Hiding in Plain Sight

In May 2012, the Canadian sci-fi writer and digital rights activist Cory Doctorow wrote a piece in the Guardian titled ‘The problem with nerd politics’.1 This came in the wake of successful campaigns against intellectual property legislation that technology ‘nerds’ saw as curtailing digital freedoms,2 as well as fresh electoral gains by the nerdy Pirate Party in Germany. Doctorow entreated his fellow nerds not to seek tech solutions to political problems, but rather to ‘operate within the realm of traditional power and politics’ and defend the rights of ‘our technically unsophisticated friends and neighbours’ (ibid.).
It is unclear what effect, if any, this call to arms had across the world of nerd politics. What we can say with certainty is that this social universe has continued to expand in the intervening years since Doctorow’s article. This expansion includes the space of formal politics, which the Pirate parties and other nerd formations have managed to penetrate in recent times. The rise of nerd politics has, in fact, been a global trend hiding in plain sight for many years now, a trend crying out for an explanation. Since the late 2000s, the international media have covered many instances of it, including Anonymous’s war on Scientology, Iran’s Green movement, WikiLeaks’ Cablegate leaks, the Arab Spring, Spain’s indignados, the Occupy movement, Edward Snowden’s revelations about the US National Security Agency (NSA) and Russian and British meddling with the 2016 Trump campaign, most recently in connection to the UK firm Cambridge Analytica.3 But so far we have lacked a common narrative to bind together these seemingly disparate events. Uniting all of them, I suggest, is the pivotal role played by a new class of political actors I call ‘techno-political nerds’ – or simply ‘techpol nerds’. By this I refer to people who operate at the intersection of technology and politics, and who care deeply about the fate of democracy in the digital age.

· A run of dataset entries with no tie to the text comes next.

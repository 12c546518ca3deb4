//! Fixed-interval loop around the expiry sweeper.

use std::panic::AssertUnwindSafe;
use std::sync::Arc;
use std::time::Duration;

use futures::FutureExt;
use tokio::sync::watch;
use tokio::task::JoinHandle;
use tokio::time;

use crate::sweeper::ExpirySweeper;

/// Runs the sweeper every `interval` until the cancel signal is received
#[derive(Debug)]
pub struct SweepRunner {
    /// Sweeper to drive
    sweeper: Arc<ExpirySweeper>,
    /// Delay between cycles
    interval: Duration,
}

impl SweepRunner {
    /// Create a new sweep runner
    pub fn new(sweeper: Arc<ExpirySweeper>, interval: Duration) -> Self {
        Self { sweeper, interval }
    }

    /// Start the runner on its own task
    pub fn spawn(self, cancel: watch::Receiver<bool>) -> JoinHandle<()> {
        tokio::spawn(async move { self.run(cancel).await })
    }

    /// Run until the cancel signal is received.
    ///
    /// A cycle that has started always completes; the signal is only
    /// observed between cycles. A cycle that panics is logged and the
    /// schedule continues.
    pub async fn run(&self, mut cancel: watch::Receiver<bool>) {
        tracing::info!(
            interval_secs = self.interval.as_secs(),
            "Expiry sweeper started"
        );

        loop {
            tokio::select! {
                changed = cancel.changed() => {
                    // a dropped sender counts as shutdown
                    if changed.is_err() || *cancel.borrow() {
                        tracing::info!("Expiry sweeper received shutdown signal");
                        break;
                    }
                }
                _ = time::sleep(self.interval) => {
                    let cycle = AssertUnwindSafe(self.sweeper.sweep_once()).catch_unwind();
                    if cycle.await.is_err() {
                        tracing::error!("Expiry sweep cycle panicked; continuing on schedule");
                    }
                }
            }
        }

        tracing::info!("Expiry sweeper stopped");
    }
}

They will be our guides to the expanding world of nerd politics and its global ramifications.
For the last eight years I have investigated this dynamic social world. One of my first encounters with it was in October 2010, during anthropological fieldwork in Barcelona, Spain. It was then that I attended the Free Culture Forum, a global gathering of hackers, geeks, lawyers, bloggers and others interested in issues of internet freedom and ‘peer-to-peer’ forms of cultural production. During a break I struck up a conversation with a young hacker and information activist from Iceland. We talked about how differently anthropologists and hackers understand political systems (see Kelty 2008: 263). I explained that many anthropologists today are averse to notions such as ‘structure’ or ‘system’ and prefer to think of human life in terms of ‘social practices’ (Postill 2010). For my interlocutor, by contrast, the notion of system remains key. Political systems, he said, are no different from any other system in that they can be collaboratively studied, modified and improved – in other words, they can be hacked (Brooke 2011).

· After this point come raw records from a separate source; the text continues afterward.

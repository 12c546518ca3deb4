//! Presence notification.

pub mod notifier;
pub mod subscriber;

pub use notifier::{PresenceNotifier, PublishReport, SubscriberFailure};
pub use subscriber::{ChannelSubscriber, PresenceSubscriber};
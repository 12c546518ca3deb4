//! Redis session store.

pub mod client;
pub mod operations;

pub use client::RedisClient;
pub use operations::RedisSessionRepository;
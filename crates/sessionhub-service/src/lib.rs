//! # sessionhub-service
//!
//! Entry points for the layers around SessionHub. [`SessionService`] is
//! what the request and connection layers call; [`SessionHub`] builds the
//! store, registry, notifier and sweeper from configuration and owns their
//! background lifecycle.
//!
//! Services follow constructor injection: all dependencies are provided
//! at construction time via `Arc` references.

pub mod hub;
pub mod session;

pub use hub::SessionHub;
pub use session::SessionService;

A few weeks after this conversation, in November 2010, the whistle-blowing site WikiLeaks began the release of over 250,000 US diplomatic cables in partnership with leading international newspapers such as the Guardian, the New York Times, Le Monde, and El País. Suddenly, my chosen research focus on digital freedom activism – until then a rather obscure choice in need of justification – had taken centre stage globally. The worldwide impact of the leaks was huge at the time, and Julian Assange, WikiLeaks and Anonymous were now household names. When the US government pressurised MasterCard, Visa and PayPal into blocking donations towards the legal fees of Assange, the WikiLeaks founder, the online network Anonymous mobilised large numbers of internet users who attacked and disabled their servers (Coleman & Ralph 2011). Soon after that, both WikiLeaks and Anonymous became embroiled in the fledgling Arab uprisings and in the wave of protests that swept through Spain, Greece, Mexico, the United States, Britain and many other countries throughout 2011.

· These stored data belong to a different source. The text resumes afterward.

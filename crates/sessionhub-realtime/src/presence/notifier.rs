//! Fan-out of presence events to subscribers.

use std::any::Any;
use std::panic::AssertUnwindSafe;
use std::sync::Arc;
use std::time::Duration;

use futures::FutureExt;
use tokio::sync::RwLock;
use tracing::{debug, warn};

use sessionhub_core::error::AppError;
use sessionhub_core::events::PresenceEvent;
use sessionhub_core::types::SubscriptionId;

use super::subscriber::PresenceSubscriber;
use crate::metrics::PresenceMetrics;

/// A subscriber delivery that failed or timed out.
#[derive(Debug, Clone)]
pub struct SubscriberFailure {
    /// Subscription that failed.
    pub subscription_id: SubscriptionId,
    /// Subscriber name.
    pub subscriber: String,
    /// What went wrong.
    pub error: AppError,
}

/// Outcome of a single publish.
#[derive(Debug, Clone, Default)]
pub struct PublishReport {
    /// Subscribers that accepted the event.
    pub delivered: usize,
    /// Subscribers that failed.
    pub failures: Vec<SubscriberFailure>,
}

/// Delivers presence events to a dynamic list of subscribers.
///
/// Delivery is sequential in subscription order. Each delivery is bounded
/// by a timeout; a subscriber that fails or panics is reported and skipped,
/// never propagated to the publisher or the other subscribers.
#[derive(Debug)]
pub struct PresenceNotifier {
    /// Subscribers in subscription order.
    subscribers: RwLock<Vec<(SubscriptionId, Arc<dyn PresenceSubscriber>)>>,
    /// Upper bound on one delivery.
    delivery_timeout: Duration,
    /// Metrics.
    metrics: Arc<PresenceMetrics>,
}

impl PresenceNotifier {
    /// Creates a notifier with no subscribers.
    pub fn new(delivery_timeout: Duration, metrics: Arc<PresenceMetrics>) -> Self {
        Self {
            subscribers: RwLock::new(Vec::new()),
            delivery_timeout,
            metrics,
        }
    }

    /// Adds a subscriber at the end of the delivery order.
    pub async fn subscribe(&self, subscriber: Arc<dyn PresenceSubscriber>) -> SubscriptionId {
        let id = SubscriptionId::new();
        debug!(subscription_id = %id, subscriber = subscriber.name(), "Presence subscriber added");
        self.subscribers.write().await.push((id, subscriber));
        id
    }

    /// Removes a subscriber. Returns `false` if it was not subscribed.
    pub async fn unsubscribe(&self, id: SubscriptionId) -> bool {
        let mut subscribers = self.subscribers.write().await;
        let before = subscribers.len();
        subscribers.retain(|(sid, _)| *sid != id);
        let removed = subscribers.len() < before;
        if removed {
            debug!(subscription_id = %id, "Presence subscriber removed");
        }
        removed
    }

    /// Number of current subscribers.
    pub async fn subscriber_count(&self) -> usize {
        self.subscribers.read().await.len()
    }

    /// Delivers an event to every current subscriber.
    pub async fn publish(&self, event: &PresenceEvent) -> PublishReport {
        // snapshot so subscribe/unsubscribe never wait on a slow delivery
        let snapshot: Vec<_> = self.subscribers.read().await.clone();
        let mut report = PublishReport::default();

        for (subscription_id, subscriber) in snapshot {
            let delivery = AssertUnwindSafe(subscriber.on_event(event)).catch_unwind();
            let outcome = match tokio::time::timeout(self.delivery_timeout, delivery).await {
                Ok(Ok(result)) => result,
                Ok(Err(panic)) => Err(AppError::subscriber_failure(format!(
                    "Subscriber '{}' panicked: {}",
                    subscriber.name(),
                    panic_message(panic.as_ref())
                ))),
                Err(_) => Err(AppError::subscriber_failure(format!(
                    "Subscriber '{}' timed out after {}ms",
                    subscriber.name(),
                    self.delivery_timeout.as_millis()
                ))),
            };

            match outcome {
                Ok(()) => report.delivered += 1,
                Err(e) => {
                    warn!(
                        subscription_id = %subscription_id,
                        subscriber = subscriber.name(),
                        session_id = %event.session_id,
                        kind = event.kind.as_str(),
                        error = %e,
                        "Presence delivery failed"
                    );
                    report.failures.push(SubscriberFailure {
                        subscription_id,
                        subscriber: subscriber.name().to_string(),
                        error: e,
                    });
                }
            }
        }

        self.metrics.event_published(report.failures.len());
        report
    }
}

/// Best-effort text of a panic payload.
fn panic_message(payload: &(dyn Any + Send)) -> &str {
    payload
        .downcast_ref::<&str>()
        .copied()
        .or_else(|| payload.downcast_ref::<String>().map(String::as_str))
        .unwrap_or("non-string panic payload")
}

To try and make sense of these events, I searched online and found a Swedish TV documentary on WikiLeaks.4 To my surprise, the Icelandic hacker I met in Barcelona was one of the talking heads in the film. His name is SmĂĄri McCarthy. He recounted the ‘information famine’ that had befallen Iceland after the implosion of its banking system in 2008. The then little-known WikiLeaks had obtained documentation that laid bare the tight grip of cronyism on the country’s financial system. When the bankers realised that this documentation had been posted online, they forced the Icelandic judiciary to impose a gagging order on the news media for the first time in the country’s history. Undeterred, a state TV news anchorman named Bogi ÁgĂșsston circumvented this order by simply directing viewers to the WikiLeaks website. This incident not only made WikiLeaks an instant phenomenon in Iceland but, following a high-profile visit by Assange and months of lobbying by McCarthy and other Icelandic information activists, also led to the unanimous passing of legislation aimed at transforming Iceland into ‘a new haven for free speech’ (Brooke 2011: 122; see also Chapter 2).
But who exactly are these techpol nerds, and what do they want? Far from the Western stereotype of geeks and nerds as young, white, socially awkward males, these political actors come in many different shapes, sizes and colours. While some are indeed computer experts – Julian Assange and Edward Snowden spring to mind – many wouldn’t be able to write a line of code or hack a computer to save their lives. Their interest in technology is mediated by other forms of expertise, such as law, art, media, politics or even anthropology. Nor are they all uniformly libertarians, as they are often made out to be, especially in the United States, as Coleman (2017) has noted. In fact, ideologically they range from anarchists and libertarians on the anti-state side of the fence to liberals and radicals on the pro-state side. But practically all of them support some form of democracy and abhor authoritarianism. In addition, most are ‘rooted cosmopolitans’ (Tarrow 2005: 29) more actively involved in the politics of their own countries of birth or residence – sometimes remotely, via the internet – than in those of third countries. Their modus operandi is often a blend of teamwork and crowdwork (e.g. through crowdfunding and crowdsourcing), including strategic ‘part-nerdships’ with other political actors. Rather than being ‘techno-utopians’ (pace Morozov 2013), they are actually pragmatic utopians who are painfully aware of the everyday limitations and frustrations of technology. Most steer clear of quixotic schemes and prefer to attain ‘concrete changes’ (Kubitschko 2015a; see also Levi 2012) through collaborative actions in which technology is invariably only part of the answer.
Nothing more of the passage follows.